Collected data
━━━
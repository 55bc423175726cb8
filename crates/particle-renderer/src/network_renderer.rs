use crate::palette::network::{GRADIENT, LINK, NODE};
use crate::{Canvas, SceneRenderer};
use glam::Vec2;
use particle_simulation::{NetworkSimulation, Simulation};

const LINK_WIDTH: f32 = 0.5;
const LINK_ALPHA: f32 = 0.1;

/// Drifting nodes joined by faint proximity links over a diagonal gradient
#[derive(Debug, Default)]
pub struct NetworkRenderer;

impl SceneRenderer<NetworkSimulation> for NetworkRenderer {
    fn draw(&mut self, simulation: &NetworkSimulation, canvas: &mut dyn Canvas) {
        let size = canvas.size();
        canvas.fill(GRADIENT[0].1);
        canvas.fill_rect_gradient(Vec2::ZERO, size, Vec2::ZERO, size, &GRADIENT);

        let nodes = simulation.entities();
        for node in nodes {
            canvas.fill_circle(node.motion.position, node.size, NODE.with_alpha(node.opacity));
        }
        for link in simulation.links() {
            let (Some(a), Some(b)) = (nodes.get(link.a), nodes.get(link.b)) else {
                continue;
            };
            canvas.stroke_line(
                a.motion.position,
                b.motion.position,
                LINK_WIDTH,
                LINK.with_alpha(LINK_ALPHA * link.strength),
            );
        }
    }
}
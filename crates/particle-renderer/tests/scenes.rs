//! Headless rendering of every scene into a `PixelCanvas`

use glam::Vec2;
use particle_physics::PairingParticle;
use particle_renderer::*;
use particle_simulation::*;

fn is_color(pixel: Rgba8, color: Color, tolerance: u8) -> bool {
    let [r, g, b, _] = color.to_rgba8();
    pixel.r.abs_diff(r) <= tolerance && pixel.g.abs_diff(g) <= tolerance && pixel.b.abs_diff(b) <= tolerance
}

#[test]
fn flock_draws_glowing_boids_and_restores_compositing() {
    let bounds = Bounds::new(200.0, 150.0);
    let params = FlockingParams {
        particle_count: 60,
        ..Default::default()
    };
    let mut session = Session::new(FlockingSimulation::new(params, bounds, Some(1)), FlockRenderer);
    let mut canvas = PixelCanvas::new(200, 150, 1.0);

    session.frame(std::time::Instant::now(), Some(&mut canvas));

    assert_eq!(canvas.composite(), CompositeMode::SourceOver);
    let bright = canvas.pixels().iter().filter(|p| p.g > 120).count();
    assert!(bright >= 60, "only {bright} bright pixels");
}

fn linked_pair(a: Vec2, b: Vec2) -> PairingSimulation {
    let params = PairingParams {
        particle_count: 2,
        temperature: 0.1,
        ..Default::default()
    };
    let mut sim = PairingSimulation::new(params, Bounds::new(600.0, 600.0), Some(2));
    sim.set_particles(vec![
        PairingParticle::new(0, a, Vec2::ZERO, 0.0),
        PairingParticle::new(1, b, Vec2::ZERO, 0.5),
    ]);
    sim.link(0, 1);
    sim
}

#[test]
fn pair_link_is_drawn_between_partners() {
    let sim = linked_pair(Vec2::new(100.0, 100.5), Vec2::new(140.0, 100.5));
    let mut canvas = PixelCanvas::new(600, 600, 1.0);
    PairRenderer::new(Some(3)).draw(&sim, &mut canvas);

    let background = palette::pairing::BACKGROUND;
    let midpoint = canvas.pixel(120, 100).unwrap();
    assert!(!is_color(midpoint, background, 0));
    assert!(is_color(canvas.pixel(120, 110).unwrap(), background, 0));
}

#[test]
fn pair_straddling_the_wrap_edge_is_not_linked() {
    let sim = linked_pair(Vec2::new(5.0, 300.5), Vec2::new(595.0, 300.5));
    let mut canvas = PixelCanvas::new(600, 600, 1.0);
    PairRenderer::new(Some(4)).draw(&sim, &mut canvas);

    let background = palette::pairing::BACKGROUND;
    assert!(is_color(canvas.pixel(300, 300).unwrap(), background, 0));
    // Both electrons are still drawn as paired
    assert!(!is_color(canvas.pixel(5, 300).unwrap(), background, 0));
    assert!(!is_color(canvas.pixel(595, 300).unwrap(), background, 0));
}

#[test]
fn link_opacity_grows_as_temperature_falls() {
    assert!((link_opacity(1.0) - 0.15).abs() < 1e-6);
    assert!((link_opacity(0.0) - 0.35).abs() < 1e-6);
}

fn is_electron_cyan(pixel: &Rgba8) -> bool {
    pixel.r < 60 && pixel.g > 100 && pixel.b > 100
}

#[test]
fn orbital_cloud_and_collapsed_electron() {
    let params = OrbitalParams {
        sample_count: 400,
        ..Default::default()
    };
    let mut sim = OrbitalSimulation::new(params, Bounds::new(800.0, 800.0), Some(5));
    let mut renderer = OrbitalRenderer::new(Some(5));
    let mut canvas = PixelCanvas::new(800, 800, 1.0);

    sim.step(&FrameTime::at_tick(1));
    renderer.draw(&sim, &mut canvas);
    // Nucleus core
    let center = canvas.pixel(400, 400).unwrap();
    assert!(center.r > 230 && center.g > 230 && center.b > 230);
    assert!(!canvas.pixels().iter().any(is_electron_cyan));

    sim.set_pointer(Some(Vec2::new(30.0, -10.0)));
    for tick in 2..=12 {
        sim.step(&FrameTime::at_tick(tick));
    }
    renderer.draw(&sim, &mut canvas);
    assert!(canvas.pixels().iter().any(is_electron_cyan));
}

#[test]
fn gravity_centers_the_dark_mass() {
    let mut sim = GravitySimulation::new(GravityParams::default(), Bounds::new(800.0, 600.0), Some(6));
    for tick in 1..=30 {
        sim.step(&FrameTime::at_tick(tick));
    }
    let mut canvas = PixelCanvas::new(800, 600, 1.0);
    GravityRenderer::default().draw(&sim, &mut canvas);

    let [r, g, b] = sim.central().color;
    assert!(is_color(canvas.pixel(400, 300).unwrap(), Color::from_rgb8(r, g, b), 0));

    let background = palette::gravity_background();
    let lit = canvas
        .pixels()
        .iter()
        .filter(|&&p| !is_color(p, background, 2))
        .count();
    assert!(lit > 100);
}

#[test]
fn network_background_is_a_diagonal_gradient() {
    let mut sim = NetworkSimulation::new(NetworkParams::default(), Bounds::new(300.0, 200.0), Some(7));
    sim.step(&FrameTime::at_tick(1));
    let mut canvas = PixelCanvas::new(300, 200, 1.0);
    NetworkRenderer.draw(&sim, &mut canvas);

    let [(_, start), _, (_, end)] = palette::network::GRADIENT;
    assert!(is_color(canvas.pixel(0, 0).unwrap(), start, 3));
    assert!(is_color(canvas.pixel(299, 199).unwrap(), end, 3));
}

#[test]
fn device_pixel_ratio_keeps_logical_layout() {
    let sim = linked_pair(Vec2::new(100.0, 100.5), Vec2::new(140.0, 100.5));
    let mut canvas = PixelCanvas::new(1200, 1200, 2.0);
    PairRenderer::new(Some(8)).draw(&sim, &mut canvas);

    let background = palette::pairing::BACKGROUND;
    assert!(!is_color(canvas.pixel(240, 201).unwrap(), background, 0));
    assert!(is_color(canvas.pixel(240, 230).unwrap(), background, 0));
}
mod config;
mod gui;
mod present;
mod scenes;

use anyhow::{Context, Result};
use clap::Parser;
use config::{Cli, Config, SceneKind};
use glam::Vec2;
use gui::{Gui, UiState};
use particle_renderer::PixelCanvas;
use particle_simulation::Bounds;
use present::CanvasPresenter;
use scenes::Scene;
use std::collections::VecDeque;
use std::sync::Arc;
use std::time::Instant;
use winit::{
    application::ApplicationHandler,
    dpi::{PhysicalPosition, PhysicalSize},
    event::{ElementState, KeyEvent, WindowEvent},
    event_loop::{ActiveEventLoop, ControlFlow, EventLoop},
    keyboard::{KeyCode, PhysicalKey},
    window::{Window, WindowId},
};

/// Frames averaged for the displayed frame time
const FRAME_TIME_WINDOW: usize = 100;

struct GpuState {
    surface: wgpu::Surface<'static>,
    device: wgpu::Device,
    queue: wgpu::Queue,
    config: wgpu::SurfaceConfiguration,
    presenter: CanvasPresenter,
    canvas: PixelCanvas,

    // At most one live session; taken and dropped before the next is built
    scene: Option<Scene>,
    app_config: Config,

    // GUI
    gui: Gui,
    ui_state: UiState,

    // Performance tracking
    last_frame_time: Instant,
    frame_times: VecDeque<f32>,
}

impl GpuState {
    async fn new(window: Arc<Window>, app_config: Config) -> Result<Self> {
        let size = window.inner_size();
        let scale = window.scale_factor() as f32;

        let instance = wgpu::Instance::new(&wgpu::InstanceDescriptor::default());

        let surface = instance
            .create_surface(window.clone())
            .context("Failed to create window surface")?;

        let adapter = instance
            .request_adapter(&wgpu::RequestAdapterOptions {
                power_preference: wgpu::PowerPreference::default(),
                compatible_surface: Some(&surface),
                force_fallback_adapter: false,
            })
            .await
            .context("No compatible GPU adapter")?;

        log::info!("✓ Using GPU: {}", adapter.get_info().name);

        let (device, queue) = adapter
            .request_device(&wgpu::DeviceDescriptor {
                label: Some("Device"),
                required_features: wgpu::Features::empty(),
                required_limits: wgpu::Limits::default(),
                memory_hints: wgpu::MemoryHints::default(),
                experimental_features: wgpu::ExperimentalFeatures::default(),
                trace: wgpu::Trace::Off,
            })
            .await
            .context("Failed to create GPU device")?;

        let surface_caps = surface.get_capabilities(&adapter);
        let surface_format = surface_caps
            .formats
            .iter()
            .find(|f| f.is_srgb())
            .or(surface_caps.formats.first())
            .copied()
            .context("Surface reports no supported formats")?;
        let alpha_mode = surface_caps
            .alpha_modes
            .first()
            .copied()
            .unwrap_or(wgpu::CompositeAlphaMode::Auto);

        let config = wgpu::SurfaceConfiguration {
            usage: wgpu::TextureUsages::RENDER_ATTACHMENT,
            format: surface_format,
            width: size.width.max(1),
            height: size.height.max(1),
            present_mode: wgpu::PresentMode::AutoVsync,
            alpha_mode,
            view_formats: vec![],
            desired_maximum_frame_latency: 2,
        };
        surface.configure(&device, &config);

        let presenter = CanvasPresenter::new(&device, surface_format, size.width, size.height);
        let canvas = PixelCanvas::new(size.width, size.height, scale);

        let gui = Gui::new(&device, surface_format, &window);

        let bounds = logical_bounds(size, scale);
        let scene = Scene::new(app_config.scene, &app_config, bounds);

        Ok(Self {
            surface,
            device,
            queue,
            config,
            presenter,
            canvas,
            scene: Some(scene),
            app_config,
            gui,
            ui_state: UiState::default(),
            last_frame_time: Instant::now(),
            frame_times: VecDeque::with_capacity(FRAME_TIME_WINDOW),
        })
    }

    fn resize(&mut self, new_size: PhysicalSize<u32>, scale: f32) {
        if new_size.width == 0 || new_size.height == 0 {
            return;
        }
        self.config.width = new_size.width;
        self.config.height = new_size.height;
        self.surface.configure(&self.device, &self.config);
        self.presenter
            .resize(&self.device, new_size.width, new_size.height);
        self.canvas.resize(new_size.width, new_size.height, scale);
        if let Some(scene) = &mut self.scene {
            scene.resize(logical_bounds(new_size, scale));
        }
    }

    fn bounds(&self) -> Bounds {
        logical_bounds(
            PhysicalSize::new(self.canvas.width(), self.canvas.height()),
            self.canvas.scale(),
        )
    }

    /// End the current session, then start `kind` with the carried-over parameters
    fn switch_scene(&mut self, kind: SceneKind) {
        if let Some(scene) = self.scene.take() {
            scene.store_params(&mut self.app_config);
        }
        log::info!("Switching to {kind}");
        self.canvas.clear();
        self.scene = Some(Scene::new(kind, &self.app_config, self.bounds()));
    }

    fn reset_scene(&mut self) {
        if let Some(scene) = &mut self.scene {
            scene.reset();
            self.canvas.clear();
        }
    }

    fn toggle_pause(&mut self) {
        if let Some(scene) = &mut self.scene {
            let clock = scene.clock_mut();
            clock.toggle_pause();
            log::info!("{}", if clock.is_paused() { "Paused" } else { "Resumed" });
        }
    }

    fn step_once(&mut self) {
        if let Some(scene) = &mut self.scene {
            scene.clock_mut().step_once();
        }
    }

    /// Cursor in physical pixels, forwarded as a logical offset from the view center
    fn set_pointer(&mut self, position: Option<PhysicalPosition<f64>>) {
        let center = self.bounds().center();
        let scale = self.canvas.scale();
        let pointer = position.map(|p| Vec2::new(p.x as f32, p.y as f32) / scale - center);
        if let Some(scene) = &mut self.scene {
            scene.set_pointer(pointer);
        }
    }

    fn scene_kind(&self) -> Option<SceneKind> {
        self.scene.as_ref().map(Scene::kind)
    }

    fn render(&mut self, window: &Window) -> Result<(f32, f32), wgpu::SurfaceError> {
        // Track frame time
        let now = Instant::now();
        let frame_time = (now - self.last_frame_time).as_secs_f32() * 1000.0;
        self.last_frame_time = now;

        self.frame_times.push_back(frame_time);
        if self.frame_times.len() > FRAME_TIME_WINDOW {
            self.frame_times.pop_front();
        }
        let avg_frame_time = self.frame_times.iter().sum::<f32>() / self.frame_times.len() as f32;
        let fps = if avg_frame_time > 0.0 {
            1000.0 / avg_frame_time
        } else {
            0.0
        };
        self.ui_state.fps = fps;
        self.ui_state.frame_time = avg_frame_time;

        if let Some(scene) = &mut self.scene {
            if scene.frame(now, Some(&mut self.canvas)) > 0 {
                self.presenter.upload(&self.queue, &self.canvas);
            }
        }

        let output = self.surface.get_current_texture()?;
        let view = output
            .texture
            .create_view(&wgpu::TextureViewDescriptor::default());

        let mut encoder = self
            .device
            .create_command_encoder(&wgpu::CommandEncoderDescriptor {
                label: Some("Frame Encoder"),
            });

        self.presenter.render(&mut encoder, &view);

        if let Some(scene) = &mut self.scene {
            self.gui.render(
                &self.device,
                &self.queue,
                &mut encoder,
                window,
                &view,
                &mut self.ui_state,
                scene,
            );
        }

        self.queue.submit(std::iter::once(encoder.finish()));
        output.present();

        // Panel requests take effect between frames
        if let Some(kind) = self.ui_state.requested_scene.take() {
            self.switch_scene(kind);
        }
        if std::mem::take(&mut self.ui_state.reset_requested) {
            self.reset_scene();
        }

        Ok((fps, avg_frame_time))
    }
}

fn logical_bounds(size: PhysicalSize<u32>, scale: f32) -> Bounds {
    let scale = if scale > 0.0 { scale } else { 1.0 };
    Bounds::new(size.width as f32 / scale, size.height as f32 / scale)
}

struct App {
    window: Option<Arc<Window>>,
    gpu_state: Option<GpuState>,
    config: Config,
}

impl App {
    fn new(config: Config) -> Self {
        Self {
            window: None,
            gpu_state: None,
            config,
        }
    }

    fn handle_key(&mut self, event_loop: &ActiveEventLoop, code: KeyCode) {
        if code == KeyCode::Escape {
            event_loop.exit();
            return;
        }
        let Some(gpu_state) = &mut self.gpu_state else {
            return;
        };
        match code {
            KeyCode::Digit1 => gpu_state.switch_scene(SceneKind::Flocking),
            KeyCode::Digit2 => gpu_state.switch_scene(SceneKind::Pairing),
            KeyCode::Digit3 => gpu_state.switch_scene(SceneKind::Gravity),
            KeyCode::Digit4 => gpu_state.switch_scene(SceneKind::Orbital),
            KeyCode::Digit5 => gpu_state.switch_scene(SceneKind::Network),
            KeyCode::KeyR => gpu_state.reset_scene(),
            KeyCode::Space => gpu_state.toggle_pause(),
            KeyCode::Period => gpu_state.step_once(),
            _ => {}
        }
    }
}

impl ApplicationHandler for App {
    fn resumed(&mut self, event_loop: &ActiveEventLoop) {
        if self.window.is_some() {
            return;
        }
        let window_attributes = Window::default_attributes()
            .with_title(format!("Emergence - {}", self.config.scene))
            .with_inner_size(winit::dpi::LogicalSize::new(
                self.config.window.width,
                self.config.window.height,
            ));

        let window = match event_loop.create_window(window_attributes) {
            Ok(window) => Arc::new(window),
            Err(e) => {
                log::error!("Failed to create window: {e}");
                event_loop.exit();
                return;
            }
        };

        match pollster::block_on(GpuState::new(window.clone(), self.config.clone())) {
            Ok(gpu_state) => {
                self.window = Some(window);
                self.gpu_state = Some(gpu_state);
            }
            Err(e) => {
                log::error!("Failed to initialize GPU: {e:#}");
                event_loop.exit();
            }
        }
    }

    fn window_event(
        &mut self,
        event_loop: &ActiveEventLoop,
        _window_id: WindowId,
        event: WindowEvent,
    ) {
        // Handle GUI events
        if let (Some(gpu_state), Some(window)) = (&mut self.gpu_state, &self.window) {
            if gpu_state.gui.handle_event(window, &event) {
                return;
            }
        }

        match event {
            WindowEvent::CloseRequested => event_loop.exit(),

            WindowEvent::KeyboardInput {
                event:
                    KeyEvent {
                        physical_key: PhysicalKey::Code(code),
                        state: ElementState::Pressed,
                        repeat: false,
                        ..
                    },
                ..
            } => self.handle_key(event_loop, code),

            WindowEvent::Resized(physical_size) => {
                if let (Some(window), Some(gpu_state)) = (&self.window, &mut self.gpu_state) {
                    gpu_state.resize(physical_size, window.scale_factor() as f32);
                }
            }

            WindowEvent::CursorMoved { position, .. } => {
                if let Some(gpu_state) = &mut self.gpu_state {
                    let position = (!gpu_state.gui.wants_pointer()).then_some(position);
                    gpu_state.set_pointer(position);
                }
            }

            WindowEvent::CursorLeft { .. } => {
                if let Some(gpu_state) = &mut self.gpu_state {
                    gpu_state.set_pointer(None);
                }
            }

            WindowEvent::RedrawRequested => {
                if let (Some(window), Some(gpu_state)) = (&self.window, &mut self.gpu_state) {
                    match gpu_state.render(window) {
                        Ok((fps, _)) => {
                            if let Some(kind) = gpu_state.scene_kind() {
                                window.set_title(&format!("Emergence - {kind} - {fps:.0} FPS"));
                            }
                        }
                        Err(wgpu::SurfaceError::Lost | wgpu::SurfaceError::Outdated) => {
                            log::warn!("Surface lost, reconfiguring");
                            gpu_state.resize(window.inner_size(), window.scale_factor() as f32);
                        }
                        Err(wgpu::SurfaceError::OutOfMemory) => {
                            log::error!("GPU out of memory");
                            event_loop.exit();
                        }
                        Err(e) => log::error!("Render error: {e:?}"),
                    }
                }
            }

            _ => {}
        }

        if let Some(window) = &self.window {
            window.request_redraw();
        }
    }
}

fn main() -> Result<()> {
    // Initialize logger (RUST_LOG=debug for verbose output)
    env_logger::Builder::from_env(env_logger::Env::default().default_filter_or("info")).init();

    let cli = Cli::parse();
    let config = Config::load(&cli)?;

    log::info!("Starting emergence with the {} scene...", config.scene);

    let event_loop = EventLoop::new().context("Failed to create event loop")?;
    event_loop.set_control_flow(ControlFlow::Poll);

    let mut app = App::new(config);
    event_loop.run_app(&mut app).context("Event loop terminated with an error")?;
    Ok(())
}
━━━
▶ [Description of the task] Every line in the data that holds the string "filename" should be copied.

▶ [Task output]
filename crates/particle-renderer/src/network_renderer.rs
filename crates/particle-renderer/tests/scenes.rs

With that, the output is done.